Work to complete. The answer must be an exact copy of every entry.

===== Information

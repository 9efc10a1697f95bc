//! Tracing setup for the binary
//!
//! Hooks run inside other programs that may read our stdout, so logs always go
//! to stderr. Quiet by default; `TETHER_DEBUG` or `--debug` turns on debug
//! output for this crate, and `RUST_LOG` is honored on top of that.

use tracing_subscriber::EnvFilter;

pub const DEBUG_ENV: &str = "TETHER_DEBUG";

/// True when debug logging was requested through the environment.
pub fn debug_requested() -> bool {
    std::env::var(DEBUG_ENV)
        .map(|v| !v.is_empty() && v != "0" && !v.eq_ignore_ascii_case("false"))
        .unwrap_or(false)
}

pub fn init_tracing(debug: bool) {
    let level = if debug || debug_requested() {
        "tether=debug"
    } else {
        "warn"
    };

    let filter = EnvFilter::try_from_default_env().unwrap_or_else(|_| EnvFilter::new(level));

    let _ = tracing_subscriber::fmt()
        .with_env_filter(filter)
        .with_writer(std::io::stderr)
        .with_target(true)
        .compact()
        .try_init();
}
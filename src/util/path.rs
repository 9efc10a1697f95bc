//! Path normalization
//!
//! Two flavours live here:
//! - display/storage form: forward slashes, relative to a workspace root when possible
//! - match form: additionally lowercased with one leading slash stripped, used
//!   only for comparing file sets (auto-linking and file-context queries)

use std::path::{Path, PathBuf};

/// Directory entries that mark the root of a repository.
pub const REPO_MARKERS: &[&str] = &[".git", ".hg", ".svn"];

/// Convert backslashes to forward slashes.
pub fn to_forward_slashes(path: &str) -> String {
    path.replace('\\', "/")
}

/// Normalize a path for set comparison.
///
/// `src\Foo.ts`, `/src/foo.ts` and `src/foo.ts` all map to `src/foo.ts`.
pub fn normalize_for_match(path: &str) -> String {
    let forward = to_forward_slashes(path.trim());
    let stripped = forward.strip_prefix('/').unwrap_or(&forward);
    stripped.to_lowercase()
}

/// Express `path` relative to `root` using forward slashes.
///
/// Paths outside the root (or already relative) are returned with separators
/// normalized but otherwise untouched.
pub fn relativize(path: &str, root: &Path) -> String {
    let candidate = Path::new(path);
    if candidate.is_absolute() {
        if let Ok(rel) = candidate.strip_prefix(root) {
            let rel = rel.to_string_lossy();
            if !rel.is_empty() {
                return to_forward_slashes(&rel);
            }
        }
    }

    // Fall back to a textual prefix match so Windows-style paths recorded on
    // another machine still relativize against a forward-slash root.
    let forward = to_forward_slashes(path);
    let root_forward = to_forward_slashes(&root.to_string_lossy());
    let root_forward = root_forward.trim_end_matches('/');
    if !root_forward.is_empty() {
        if let Some(rest) = forward.strip_prefix(root_forward) {
            if let Some(rest) = rest.strip_prefix('/') {
                if !rest.is_empty() {
                    return rest.to_string();
                }
            }
        }
    }
    forward
}

/// Walk up from `start` looking for a repository marker.
///
/// `start` may be a file (its parent is searched first) or a directory.
pub fn find_repo_root(start: &Path) -> Option<PathBuf> {
    let mut current = if start.is_dir() {
        Some(start)
    } else {
        start.parent()
    };

    while let Some(dir) = current {
        if REPO_MARKERS.iter().any(|m| dir.join(m).exists()) {
            return Some(dir.to_path_buf());
        }
        current = dir.parent();
    }
    None
}

/// Last path component of a workspace root, used as the project name.
pub fn project_name(root: &Path) -> String {
    root.file_name()
        .and_then(|n| n.to_str())
        .map(String::from)
        .unwrap_or_else(|| to_forward_slashes(&root.to_string_lossy()))
}

/// Deepest directory shared by every absolute path in `paths`.
pub fn common_ancestor<'a, I>(paths: I) -> Option<PathBuf>
where
    I: IntoIterator<Item = &'a str>,
{
    let mut common: Option<PathBuf> = None;
    for raw in paths {
        let path = Path::new(raw);
        if !path.is_absolute() {
            continue;
        }
        let dir = path.parent().unwrap_or(path).to_path_buf();
        common = Some(match common {
            None => dir,
            Some(prev) => {
                let mut shared = PathBuf::new();
                for (a, b) in prev.components().zip(dir.components()) {
                    if a != b {
                        break;
                    }
                    shared.push(a.as_os_str());
                }
                shared
            }
        });
    }
    common.filter(|p| p.parent().is_some())
}

/// Best guess at the workspace a set of absolute file paths belongs to: the
/// first repository root found above any of them, else their common ancestor.
pub fn infer_workspace_root(files: &[String]) -> Option<PathBuf> {
    let absolute: Vec<&str> = files
        .iter()
        .map(|f| f.as_str())
        .filter(|f| Path::new(f).is_absolute())
        .collect();

    absolute
        .iter()
        .find_map(|f| find_repo_root(Path::new(f)))
        .or_else(|| common_ancestor(absolute.iter().copied()))
}

/// Directory name Claude Code uses for a project path: every separator
/// becomes a literal dash.
pub fn dashed_project_dir(project_path: &str) -> String {
    to_forward_slashes(project_path)
        .trim_end_matches('/')
        .replace(['/', ':'], "-")
}

#[cfg(test)]
mod tests {
    use super::*;
    use tempfile::TempDir;

    #[test]
    fn test_normalize_is_separator_and_case_insensitive() {
        assert_eq!(normalize_for_match("src\\Foo.ts"), "src/foo.ts");
        assert_eq!(normalize_for_match("src/foo.ts"), "src/foo.ts");
        assert_eq!(normalize_for_match("/src/foo.ts"), "src/foo.ts");
    }

    #[test]
    fn test_normalize_strips_only_one_leading_slash() {
        assert_eq!(normalize_for_match("//share/x"), "/share/x");
    }

    #[test]
    fn test_relativize_inside_and_outside_root() {
        let root = Path::new("/work/repo");
        assert_eq!(relativize("/work/repo/src/a.rs", root), "src/a.rs");
        assert_eq!(relativize("/elsewhere/b.rs", root), "/elsewhere/b.rs");
        assert_eq!(relativize("src/c.rs", root), "src/c.rs");
    }

    #[test]
    fn test_relativize_windows_style_path() {
        let root = Path::new("C:/work/repo");
        assert_eq!(relativize("C:\\work\\repo\\src\\a.rs", root), "src/a.rs");
    }

    #[test]
    fn test_find_repo_root_walks_parents() {
        let temp = TempDir::new().unwrap();
        let repo = temp.path().join("repo");
        let nested = repo.join("src/deep");
        std::fs::create_dir_all(&nested).unwrap();
        std::fs::create_dir_all(repo.join(".git")).unwrap();
        let file = nested.join("main.rs");
        std::fs::write(&file, "").unwrap();

        assert_eq!(find_repo_root(&file), Some(repo.clone()));
        assert_eq!(find_repo_root(&nested), Some(repo));
    }

    #[test]
    fn test_common_ancestor() {
        let paths = ["/a/b/c/x.rs", "/a/b/d/y.rs"];
        assert_eq!(common_ancestor(paths), Some(PathBuf::from("/a/b")));
        assert_eq!(common_ancestor(["relative/only.rs"]), None);
    }

    #[test]
    fn test_dashed_project_dir() {
        assert_eq!(dashed_project_dir("/Users/me/proj"), "-Users-me-proj");
        assert_eq!(dashed_project_dir("/Users/me/proj/"), "-Users-me-proj");
    }

    #[test]
    fn test_project_name() {
        assert_eq!(project_name(Path::new("/work/tether")), "tether");
    }
}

==========

Solution to the exercise.
repository 9efc10a1697f95bc
//! Tracing setup for the binary
//!
//! Hooks run inside other programs that may read our stdout, so logs always go
//! to stderr. Quiet by default; `TETHER_DEBUG` or `--debug` turns on debug
//! output for this crate, and `RUST_LOG` is honored on top of that.

use tracing_subscriber::EnvFilter;

pub const DEBUG_ENV: &str = "TETHER_DEBUG";

/// True when debug logging was requested through the environment.
pub fn debug_requested() -> bool {
    std::env::var(DEBUG_ENV)
        .map(|v| !v.is_empty() && v != "0" && !v.eq_ignore_ascii_case("false"))
        .unwrap_or(false)
}

pub fn init_tracing(debug: bool) {
    let level = if debug || debug_requested() {
        "tether=debug"
    } else {
        "warn"
    };

    let filter = EnvFilter::try_from_default_env().unwrap_or_else(|_| EnvFilter::new(level));

    let _ = tracing_subscriber::fmt()
        .with_env_filter(filter)
        .with_writer(std::io::stderr)
        .with_target(true)
        .compact()
        .try_init();
}
filename src/util/path.rs
repository 9efc10a1697f95bc
//! Path normalization
//!
//! Two flavours live here:
//! - display/storage form: forward slashes, relative to a workspace root when possible
//! - match form: additionally lowercased with one leading slash stripped, used
//!   only for comparing file sets (auto-linking and file-context queries)

use std::path::{Path, PathBuf};

/// Directory entries that mark the root of a repository.
pub const REPO_MARKERS: &[&str] = &[".git", ".hg", ".svn"];

/// Convert backslashes to forward slashes.
pub fn to_forward_slashes(path: &str) -> String {
    path.replace('\\', "/")
}

/// Normalize a path for set comparison.
///
/// `src\Foo.ts`, `/src/foo.ts` and `src/foo.ts` all map to `src/foo.ts`.
pub fn normalize_for_match(path: &str) -> String {
    let forward = to_forward_slashes(path.trim());
    let stripped = forward.strip_prefix('/').unwrap_or(&forward);
    stripped.to_lowercase()
}

/// Express `path` relative to `root` using forward slashes.
///
/// Paths outside the root (or already relative) are returned with separators
/// normalized but otherwise untouched.
pub fn relativize(path: &str, root: &Path) -> String {
    let candidate = Path::new(path);
    if candidate.is_absolute() {
        if let Ok(rel) = candidate.strip_prefix(root) {
            let rel = rel.to_string_lossy();
            if !rel.is_empty() {
                return to_forward_slashes(&rel);
            }
        }
    }

    // Fall back to a textual prefix match so Windows-style paths recorded on
    // another machine still relativize against a forward-slash root.
    let forward = to_forward_slashes(path);
    let root_forward = to_forward_slashes(&root.to_string_lossy());
    let root_forward = root_forward.trim_end_matches('/');
    if !root_forward.is_empty() {
        if let Some(rest) = forward.strip_prefix(root_forward) {
            if let Some(rest) = rest.strip_prefix('/') {
                if !rest.is_empty() {
                    return rest.to_string();
                }
            }
        }
    }
    forward
}

/// Walk up from `start` looking for a repository marker.
///
/// `start` may be a file (its parent is searched first) or a directory.
pub fn find_repo_root(start: &Path) -> Option<PathBuf> {
    let mut current = if start.is_dir() {
        Some(start)
    } else {
        start.parent()
    };

    while let Some(dir) = current {
        if REPO_MARKERS.iter().any(|m| dir.join(m).exists()) {
            return Some(dir.to_path_buf());
        }
        current = dir.parent();
    }
    None
}

/// Last path component of a workspace root, used as the project name.
pub fn project_name(root: &Path) -> String {
    root.file_name()
        .and_then(|n| n.to_str())
        .map(String::from)
        .unwrap_or_else(|| to_forward_slashes(&root.to_string_lossy()))
}

/// Deepest directory shared by every absolute path in `paths`.
pub fn common_ancestor<'a, I>(paths: I) -> Option<PathBuf>
where
    I: IntoIterator<Item = &'a str>,
{
    let mut common: Option<PathBuf> = None;
    for raw in paths {
        let path = Path::new(raw);
        if !path.is_absolute() {
            continue;
        }
        let dir = path.parent().unwrap_or(path).to_path_buf();
        common = Some(match common {
            None => dir,
            Some(prev) => {
                let mut shared = PathBuf::new();
                for (a, b) in prev.components().zip(dir.components()) {
                    if a != b {
                        break;
                    }
                    shared.push(a.as_os_str());
                }
                shared
            }
        });
    }
    common.filter(|p| p.parent().is_some())
}

/// Best guess at the workspace a set of absolute file paths belongs to: the
/// first repository root found above any of them, else their common ancestor.
pub fn infer_workspace_root(files: &[String]) -> Option<PathBuf> {
    let absolute: Vec<&str> = files
        .iter()
        .map(|f| f.as_str())
        .filter(|f| Path::new(f).is_absolute())
        .collect();

    absolute
        .iter()
        .find_map(|f| find_repo_root(Path::new(f)))
        .or_else(|| common_ancestor(absolute.iter().copied()))
}

/// Directory name Claude Code uses for a project path: every separator
/// becomes a literal dash.
pub fn dashed_project_dir(project_path: &str) -> String {
    to_forward_slashes(project_path)
        .trim_end_matches('/')
        .replace(['/', ':'], "-")
}

#[cfg(test)]
mod tests {
    use super::*;
    use tempfile::TempDir;

    #[test]
    fn test_normalize_is_separator_and_case_insensitive() {
        assert_eq!(normalize_for_match("src\\Foo.ts"), "src/foo.ts");
        assert_eq!(normalize_for_match("src/foo.ts"), "src/foo.ts");
        assert_eq!(normalize_for_match("/src/foo.ts"), "src/foo.ts");
    }

    #[test]
    fn test_normalize_strips_only_one_leading_slash() {
        assert_eq!(normalize_for_match("//share/x"), "/share/x");
    }

    #[test]
    fn test_relativize_inside_and_outside_root() {
        let root = Path::new("/work/repo");
        assert_eq!(relativize("/work/repo/src/a.rs", root), "src/a.rs");
        assert_eq!(relativize("/elsewhere/b.rs", root), "/elsewhere/b.rs");
        assert_eq!(relativize("src/c.rs", root), "src/c.rs");
    }

    #[test]
    fn test_relativize_windows_style_path() {
        let root = Path::new("C:/work/repo");
        assert_eq!(relativize("C:\\work\\repo\\src\\a.rs", root), "src/a.rs");
    }

    #[test]
    fn test_find_repo_root_walks_parents() {
        let temp = TempDir::new().unwrap();
        let repo = temp.path().join("repo");
        let nested = repo.join("src/deep");
        std::fs::create_dir_all(&nested).unwrap();
        std::fs::create_dir_all(repo.join(".git")).unwrap();
        let file = nested.join("main.rs");
        std::fs::write(&file, "").unwrap();

        assert_eq!(find_repo_root(&file), Some(repo.clone()));
        assert_eq!(find_repo_root(&nested), Some(repo));
    }

    #[test]
    fn test_common_ancestor() {
        let paths = ["/a/b/c/x.rs", "/a/b/d/y.rs"];
        assert_eq!(common_ancestor(paths), Some(PathBuf::from("/a/b")));
        assert_eq!(common_ancestor(["relative/only.rs"]), None);
    }

    #[test]
    fn test_dashed_project_dir() {
        assert_eq!(dashed_project_dir("/Users/me/proj"), "-Users-me-proj");
        assert_eq!(dashed_project_dir("/Users/me/proj/"), "-Users-me-proj");
    }

    #[test]
    fn test_project_name() {
        assert_eq!(project_name(Path::new("/work/tether")), "tether");
    }
}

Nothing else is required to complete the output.